**WORK ORDER**
Your task is to retype each line of the data below exactly.

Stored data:
//! Command-line interface definitions and handlers for the ncd-canopy CLI.

pub mod args;
pub mod helpers;
pub mod run;

pub use args::Cli;
pub use run::run_command;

**ANSWER TO THE PROBLEM**
//! Command-line interface definitions and handlers for the ncd-canopy CLI.

pub mod args;
pub mod helpers;
pub mod run;

pub use args::Cli;
pub use run::run_command;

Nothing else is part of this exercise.